2. Go to chrome://extensions and manually install the extension:
2.a. Enable "Developer mode"
2.b. "Load unpacked extension..." pointing at
"...\fheglbjjlikcmbifdhdmhfjogjofhakp\3.2_0" directory
,
Nov 14 2016
I am unable to repro without --isolate-extensions (and so far I was always able to consistently repro on Windows, 56.0.2919.0, with isolated extensions, using repro steps from the top of this bug).
,
Nov 15 2016
Assigning to shivanisha for now since Shivani has been investigating this and is working on code in this space.
,
Nov 15 2016
,
Nov 16 2016
Looking at the net logs posted in #17, requests with ID 398 and 443 are the ones that seem to be using the same HttpCache::ActiveEntry object (their URLs are same except for the rpctoken argument which doesn't get checked while looking up in the cache). The HttpCache::Transaction associated with request ID 398, being first, becomes ActiveEntry's writer and thus it needs to complete reading the response before any other request gets to the cached resource or times out after 20 secs.This HttpCache::transaction, however never completes or gets deleted. From the net log it shows it is stuck at the NavigationResourceThrottle step and thus the 2nd request waits for the timer (20 secs) to expire and then goes to the network. This is expected behavior of the HttpCache::Transaction layer. Does someone more familiar with content/browser/loader want to take a look at why the correct deletion logic is not happening for the 1st request?
,
Nov 16 2016
I wonder if the http cache lock should be held *before* a ResourceThrottle okays (i.e. okays OR defers and resumes) a WillStartRequest notification. Maybe postponing when the lock is taken would also mitigate this bug.

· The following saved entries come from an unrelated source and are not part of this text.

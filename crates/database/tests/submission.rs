use async_trait::async_trait;
use database::{
    services::submission::{SubmissionOrchestrator, SubmitError},
    store::FeedbackStore,
};
use models::{
    answer_sheet::AnswerSheet,
    error::ValidationError,
    options::{OptionItem, StaffOption, SubjectOption},
    publish_form::PublishForm,
    submission::{
        AlumniFeedbackForm, ChildRecord, DependentSubmission, FeedbackForm, NewFeedbackCycle,
        ParentRecord,
    },
};
use sea_orm::DbErr;
use std::sync::Mutex;
use uuid::Uuid;

#[derive(Debug, Clone, PartialEq)]
enum Call {
    Parent(ParentRecord),
    Children(Vec<ChildRecord>),
}

/// Records every store call in order and fails on demand
#[derive(Default)]
struct RecordingStore {
    calls: Mutex<Vec<Call>>,
    fail_parent: bool,
    fail_children: bool,
}

impl RecordingStore {
    const PARENT_ID: i32 = 42;

    fn calls(&self) -> Vec<Call> {
        self.calls.lock().unwrap().clone()
    }
}

#[async_trait]
impl FeedbackStore for RecordingStore {
    async fn insert_parent(&self, parent: ParentRecord) -> Result<i32, DbErr> {
        self.calls.lock().unwrap().push(Call::Parent(parent));
        if self.fail_parent {
            return Err(DbErr::Custom("insert rejected".to_string()));
        }
        Ok(Self::PARENT_ID)
    }

    async fn insert_children(&self, children: Vec<ChildRecord>) -> Result<u64, DbErr> {
        let count = children.len() as u64;
        self.calls.lock().unwrap().push(Call::Children(children));
        if self.fail_children {
            return Err(DbErr::Custom("children rejected".to_string()));
        }
        Ok(count)
    }
}

fn staff(name: &str) -> StaffOption {
    StaffOption {
        id: Uuid::new_v4(),
        name: name.to_string(),
    }
}

fn cs_publish_form() -> PublishForm {
    let mut form = PublishForm::new();
    form.set_batch("2024");
    form.set_department(OptionItem::new(1, "CS"));
    form.set_regulation(OptionItem::new(3, "2021"));
    let query = form.set_semester(OptionItem::new(5, "5")).unwrap();
    form.load_subjects(
        query,
        vec![
            SubjectOption {
                id: 100,
                code: "CS3501".to_string(),
                name: "Compilers".to_string(),
                is_theory: true,
            },
            SubjectOption {
                id: 101,
                code: "CS3511".to_string(),
                name: "Compilers Lab".to_string(),
                is_theory: false,
            },
        ],
    );
    form.set_section("a");
    form
}

fn answered_alumni_form() -> AlumniFeedbackForm {
    let mut answers = AnswerSheet::for_questions([1, 2, 3]);
    answers.answer_all([(1, 3), (2, 2), (3, 1)]).unwrap();
    AlumniFeedbackForm {
        alumni_name: "Priya".to_string(),
        batch: "2018".to_string(),
        department: OptionItem::new(1, "CS"),
        answers,
    }
}

#[tokio::test]
async fn test_publish_writes_parent_then_children() {
    let store = RecordingStore::default();
    let mut form = cs_publish_form();
    form.assign_staff(100, staff("Ada")).unwrap();
    form.assign_staff(101, staff("Grace")).unwrap();

    let receipt = SubmissionOrchestrator::new()
        .submit(&store, &form)
        .await
        .unwrap();

    assert_eq!(receipt.parent_id, RecordingStore::PARENT_ID);
    assert_eq!(receipt.children, 2);
    assert_eq!(receipt.confirmation.message, "Feedback Published Successfully");
    assert_eq!(
        receipt.confirmation.navigate_to.as_deref(),
        Some("/admin/dashboard")
    );

    let calls = store.calls();
    assert_eq!(calls.len(), 2);
    assert_eq!(
        calls[0],
        Call::Parent(ParentRecord::FeedbackCycle(NewFeedbackCycle {
            batch: 2024,
            department_id: 1,
            regulation_id: 3,
            semester: 5,
            section: "A".to_string(),
        }))
    );
    match &calls[1] {
        Call::Children(children) => {
            assert_eq!(children.len(), 2);
            assert!(
                children
                    .iter()
                    .all(|c| c.parent_id() == RecordingStore::PARENT_ID)
            );
        }
        other => panic!("expected children, got {other:?}"),
    }
}

#[tokio::test]
async fn test_parent_failure_sends_no_children() {
    let store = RecordingStore {
        fail_parent: true,
        ..Default::default()
    };

    let err = SubmissionOrchestrator::new()
        .submit(&store, &answered_alumni_form())
        .await
        .unwrap_err();

    assert!(matches!(
        err,
        SubmitError::ParentInsert {
            table: "alumni_response",
            ..
        }
    ));
    let calls = store.calls();
    assert_eq!(calls.len(), 1);
    assert!(matches!(calls[0], Call::Parent(_)));
}

#[tokio::test]
async fn test_validation_failure_never_reaches_store() {
    let store = RecordingStore::default();
    let mut form = answered_alumni_form();
    form.batch = "20".to_string();

    let err = SubmissionOrchestrator::new()
        .submit(&store, &form)
        .await
        .unwrap_err();

    assert!(matches!(
        err,
        SubmitError::Validation(ValidationError::InvalidBatch)
    ));
    assert_eq!(err.to_string(), "Please Enter a Valid Batch");
    assert!(store.calls().is_empty());
}

#[tokio::test]
async fn test_incomplete_mapping_never_reaches_store() {
    let store = RecordingStore::default();
    let mut form = cs_publish_form();
    form.assign_staff(100, staff("Ada")).unwrap();
    assert!(form.is_publish_disabled());

    let err = SubmissionOrchestrator::new()
        .submit(&store, &form)
        .await
        .unwrap_err();

    assert!(matches!(
        err,
        SubmitError::Validation(ValidationError::IncompleteStaffMapping)
    ));
    assert!(store.calls().is_empty());
}

#[tokio::test]
async fn test_child_failure_reports_orphaned_parent() {
    let store = RecordingStore {
        fail_children: true,
        ..Default::default()
    };

    let err = SubmissionOrchestrator::new()
        .submit(&store, &answered_alumni_form())
        .await
        .unwrap_err();

    assert!(matches!(
        err,
        SubmitError::ChildInsert {
            parent_id: RecordingStore::PARENT_ID,
            ..
        }
    ));
    assert_eq!(store.calls().len(), 2);
}

#[tokio::test]
async fn test_duplicate_in_flight_submission_is_rejected() {
    let store = RecordingStore::default();
    let orchestrator = SubmissionOrchestrator::new();
    let form = answered_alumni_form();
    let key = form.validate().unwrap().dedup_key();

    let ticket = orchestrator.in_flight().try_acquire(key.clone()).unwrap();
    let err = orchestrator.submit(&store, &form).await.unwrap_err();
    assert!(matches!(err, SubmitError::AlreadySubmitting));
    assert!(store.calls().is_empty());

    drop(ticket);
    let receipt = orchestrator.submit(&store, &form).await.unwrap();
    assert_eq!(receipt.children, 3);
    assert!(!orchestrator.in_flight().contains(&key));
}
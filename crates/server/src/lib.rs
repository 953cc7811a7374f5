use axum::Router;
use tower::ServiceBuilder;
use tower_http::compression::CompressionLayer;

pub mod config;
pub mod doc;
pub mod dtos;
pub mod error;
pub mod middleware;
pub mod routes;
pub mod state;
pub mod utils;

use state::AppState;

/// Assembles the application from the public routes and `protected`, which
/// must already carry whatever layer puts `SessionClaims` into the request
pub fn app(state: AppState, protected: Router<AppState>) -> Router {
    routes::public()
        .merge(protected)
        .fallback(routes::fallback::not_found)
        .layer(ServiceBuilder::new().layer(CompressionLayer::new()))
        .with_state(state)
}
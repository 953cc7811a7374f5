use chrono::{DateTime, FixedOffset};
use database::{
    entities::{alumni_responses, employer_responses},
    services::report::{MappingReport, StaffAssignmentOverview},
};
use models::report::QuestionSummary;
use serde::Serialize;
use utoipa::ToSchema;

#[derive(Debug, Serialize, ToSchema)]
pub struct QuestionSummaryResponse {
    pub question_id: i32,
    pub responses: u32,
    pub mean: f64,
    /// Counts of Fair, Good and Excellent answers
    pub distribution: Vec<u32>,
}

impl From<QuestionSummary> for QuestionSummaryResponse {
    fn from(summary: QuestionSummary) -> Self {
        Self {
            question_id: summary.question_id,
            responses: summary.responses,
            mean: summary.mean,
            distribution: summary.distribution.to_vec(),
        }
    }
}

#[derive(Debug, Serialize, ToSchema)]
pub struct MappingReportResponse {
    pub staff_mapping_id: i32,
    pub feedback_id: i32,
    pub subject_code: String,
    pub subject_name: String,
    pub staff_name: String,
    pub responses: usize,
    pub overall: Option<f64>,
    pub questions: Vec<QuestionSummaryResponse>,
}

impl From<MappingReport> for MappingReportResponse {
    fn from(report: MappingReport) -> Self {
        Self {
            staff_mapping_id: report.staff_mapping_id,
            feedback_id: report.feedback_id,
            subject_code: report.subject_code,
            subject_name: report.subject_name,
            staff_name: report.staff_name,
            responses: report.responses,
            overall: report.overall,
            questions: report
                .questions
                .into_iter()
                .map(QuestionSummaryResponse::from)
                .collect(),
        }
    }
}

/// Student reports are per staff mapping; alumni and employer reports are per question
#[derive(Debug, Serialize, ToSchema)]
#[serde(tag = "kind", content = "rows", rename_all = "snake_case")]
pub enum ReportResponse {
    Mappings(Vec<MappingReportResponse>),
    Questions(Vec<QuestionSummaryResponse>),
}

#[derive(Debug, Serialize, ToSchema)]
pub struct AlumniResponseRow {
    pub id: i32,
    pub alumni_name: String,
    pub batch: String,
    pub department_id: i32,
    pub created_at: DateTime<FixedOffset>,
}

impl From<alumni_responses::Model> for AlumniResponseRow {
    fn from(row: alumni_responses::Model) -> Self {
        Self {
            id: row.id,
            alumni_name: row.alumni_name,
            batch: row.batch,
            department_id: row.dept_id,
            created_at: row.created_at,
        }
    }
}

#[derive(Debug, Serialize, ToSchema)]
pub struct EmployerResponseRow {
    pub id: i32,
    pub employer_name: String,
    pub company: String,
    pub created_at: DateTime<FixedOffset>,
}

impl From<employer_responses::Model> for EmployerResponseRow {
    fn from(row: employer_responses::Model) -> Self {
        Self {
            id: row.id,
            employer_name: row.employer_name,
            company: row.company,
            created_at: row.created_at,
        }
    }
}

#[derive(Debug, Serialize, ToSchema)]
#[serde(tag = "kind", content = "rows", rename_all = "snake_case")]
pub enum ResponseListResponse {
    Alumni(Vec<AlumniResponseRow>),
    Employer(Vec<EmployerResponseRow>),
}

#[derive(Debug, Serialize, ToSchema)]
pub struct StaffAssignmentResponse {
    pub staff_mapping_id: i32,
    pub feedback_id: i32,
    pub batch: i32,
    pub semester: i32,
    pub section: String,
    pub subject_code: String,
    pub subject_name: String,
    pub responses: usize,
}

impl From<StaffAssignmentOverview> for StaffAssignmentResponse {
    fn from(row: StaffAssignmentOverview) -> Self {
        Self {
            staff_mapping_id: row.staff_mapping_id,
            feedback_id: row.feedback_id,
            batch: row.batch,
            semester: row.semester,
            section: row.section,
            subject_code: row.subject_code,
            subject_name: row.subject_name,
            responses: row.responses,
        }
    }
}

OTOH, the discussion about hypothetical causes and fixes would be much easier if we had a reliable, automated repro test. Unfortunately this is not the case. Some time ago I've tried the following browser test but it *didn't* repro (maybe I am doing something wrong here?):
content/browser/frame_host/navigation_handle_impl_browsertest.cc:
// Checks that everything is cleaned up even when the frame tree is destroyed
// shortly after a call to NavigationThrottle::WillStartRequest.
IN_PROC_BROWSER_TEST_F(NavigationHandleImplBrowserTest,
FrameTreeDestroyedShortlyAfterWillStartRequest) {
GURL url(embedded_test_server()->GetURL("/title1.html"));
{
std::unique_ptr<Shell> other_shell(Shell::CreateNewWindow(
shell()->web_contents()->GetBrowserContext(),
GURL(), nullptr, gfx::Size()));
TestNavigationManager navigation_manager(other_shell->web_contents(), url);
other_shell->LoadURL(url);
// Wait until |navigation_manager| defers (pauses) the URLRequest associated
// with the navigation and immediately destroy |other_shell|.
//ASSERT_TRUE(navigation_manager.WaitForRequestStart());
ASSERT_TRUE(navigation_manager.WaitForResponse());
other_shell.reset();
navigation_manager.WaitForNavigationFinished();
}
// Start a URLRequest to the same URL. This should succeed.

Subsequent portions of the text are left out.